From pain to purpose: Hamden's Sue Higgins is waging a war on addiction after the loss of her son

By Ryan Chichester

On May 10, 2016, the life of Hamden resident Sue Higgins changed forever. She received news that she prayed would never come, but always lingered as a harsh possibility, like a dark cloud hovering over her suburban household. No one wants to believe a family member can be lost to drug addiction, but Higgins was faced with that devastating reality when her son Jack passed away at age 23 after a long fight with heroin addiction.

Jack Higgins passed away from an accidental overdose at age 23

Jack Higgins passed away from an accidental overdose at age 23

Jack Higgins is one of many victims of accidental overdoses as a result of drug addiction, and is part of a number that is growing at an alarming rate in Hamden and other neighboring towns. However, thanks to his determined mother, Jack will never be confined to a statistic. His memory lives on with every bit of light that is shined on his story, now told through his healing parent. Sue Higgins refuses to hide her truth, because there is no shame to that truth. There is only the possibility to help other parents avoid her tragedy, and be spared the excruciating pain she endures every day.

“Shortly after Jack passed, I was seeing a doctor to help me grieve, the same doctor who Jack used to talk to,” Higgins remembered. “The day after Jack passed, he told me to turn my pain into passion, and turn it into something positive. That really stuck with me.”
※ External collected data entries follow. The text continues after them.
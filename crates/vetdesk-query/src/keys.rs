// SPDX-FileCopyrightText: 2026 VetDesk Contributors
// SPDX-License-Identifier: MIT OR Apache-2.0

//! Cache keys for clinic resources, shared by readers and invalidators.

use crate::key::QueryKey;

pub const APPOINTMENTS: &str = "appointments";
pub const APPOINTMENT: &str = "appointment";
pub const QUEUE: &str = "queue";
pub const NOTIFICATIONS: &str = "notifications";
pub const PETS: &str = "pets";
pub const PET: &str = "pet";
pub const SHIFTS: &str = "shifts";
pub const TESTS: &str = "tests";
pub const VACCINATIONS: &str = "vaccinations";
pub const CHAT: &str = "chat";

/// Every appointment list, whatever the date.
pub fn appointments() -> QueryKey {
    QueryKey::new(APPOINTMENTS)
}

/// The appointment list for one day (`"all"` when unfiltered).
pub fn appointments_on(date: Option<chrono::NaiveDate>) -> QueryKey {
    match date {
        Some(date) => appointments().with(date.format("%Y-%m-%d")),
        None => appointments().with("all"),
    }
}

pub fn appointment(id: impl ToString) -> QueryKey {
    QueryKey::new(APPOINTMENT).with(id)
}

pub fn queue() -> QueryKey {
    QueryKey::new(QUEUE)
}

pub fn notifications() -> QueryKey {
    QueryKey::new(NOTIFICATIONS)
}

pub fn pets() -> QueryKey {
    QueryKey::new(PETS)
}

pub fn pet(id: impl ToString) -> QueryKey {
    QueryKey::new(PET).with(id)
}

pub fn shifts() -> QueryKey {
    QueryKey::new(SHIFTS)
}

pub fn test(id: impl ToString) -> QueryKey {
    QueryKey::new(TESTS).with(id)
}

/// Lab tests of one pet: `["tests", "pet", id]`.
pub fn tests_for_pet(pet_id: impl ToString) -> QueryKey {
    QueryKey::new(TESTS).with("pet").with(pet_id)
}

pub fn vaccinations_for_pet(pet_id: impl ToString) -> QueryKey {
    QueryKey::new(VACCINATIONS).with(pet_id)
}

pub fn chat(conversation_id: &str) -> QueryKey {
    QueryKey::new(CHAT).with(conversation_id)
}

#[cfg(test)]
mod tests {
    use super::*;

    #[test]
    fn day_lists_fall_under_the_appointments_prefix() {
        let day = chrono::NaiveDate::from_ymd_opt(2026, 10, 16).unwrap();
        assert_eq!(appointments_on(Some(day)).to_string(), "appointments/2026-10-16");
        assert!(appointments_on(None).starts_with(&appointments()));
        assert!(!appointment(42).starts_with(&appointments()));
    }

    #[test]
    fn pet_tests_do_not_collide_with_test_ids() {
        assert_eq!(tests_for_pet(7).segments(), ["tests", "pet", "7"]);
        assert_eq!(test(7).segments(), ["tests", "7"]);
    }
}
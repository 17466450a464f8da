// SPDX-FileCopyrightText: 2026 VetDesk Contributors
// SPDX-License-Identifier: MIT OR Apache-2.0

//! REST client for the VetDesk clinic backend.
//!
//! [`ApiClient`] owns authentication: it attaches the stored bearer token,
//! refreshes it once on 401, and forces a logout when refresh fails. The
//! [`services`] modules wrap individual endpoints on top of it.

pub mod credentials;
pub mod http;
pub mod navigation;
pub mod services;

pub use credentials::{FileTokenStore, MemoryTokenStore};
pub use http::ApiClient;
pub use navigation::LoginRedirect;
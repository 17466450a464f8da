// SPDX-FileCopyrightText: 2026 VetDesk Contributors
// SPDX-License-Identifier: MIT OR Apache-2.0

//! Real-time side of the VetDesk clinic client.
//!
//! [`SocketClient`] feeds raw socket frames into the event bus;
//! [`NotificationDispatcher`] normalizes them and updates the
//! [`NotificationCenter`], the [`ChatLog`] and the query cache.

pub mod center;
pub mod chat;
pub mod dispatch;
pub mod socket;

pub use center::NotificationCenter;
pub use chat::ChatLog;
pub use dispatch::{EventHandler, NotificationDispatcher, TEST_RESULT_KIND};
pub use socket::{parse_frame, SocketClient};
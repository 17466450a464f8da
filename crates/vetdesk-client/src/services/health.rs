// SPDX-FileCopyrightText: 2026 VetDesk Contributors
// SPDX-License-Identifier: MIT OR Apache-2.0

//! Backend health probe. Unauthenticated.

use vetdesk_core::types::HealthReport;
use vetdesk_core::VetdeskError;

use crate::ApiClient;

pub async fn check(client: &ApiClient) -> Result<HealthReport, VetdeskError> {
    client.get_public("health").await
}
Higgins’ passion is centered around a determination to get the word out to Hamden residents about the fatal nature of addiction, and how nobody is immune to its effects, regardless of how much they try to avoid it.

“The challenge is getting people to realize that it can happen to you,” Higgins explained. “But it’s everywhere, and kids are dropping like flies.”

The numbers support Higgins’ statement. Drug overdoses claimed just one Hamden resident from January to June of 2015. It has claimed seven in that window of time in 2017, according to the Office of the Chief Medical Examiner. The rise of opioid abuse in Connecticut has led many addicts to heroin, a cheaper and more potent drug than what they can find in a prescription bottle. Heroin alone claimed 174 lives in the state of Connecticut in 2016. Based on the numbers so far this year, the projected number of deaths by year’s end is currently 516.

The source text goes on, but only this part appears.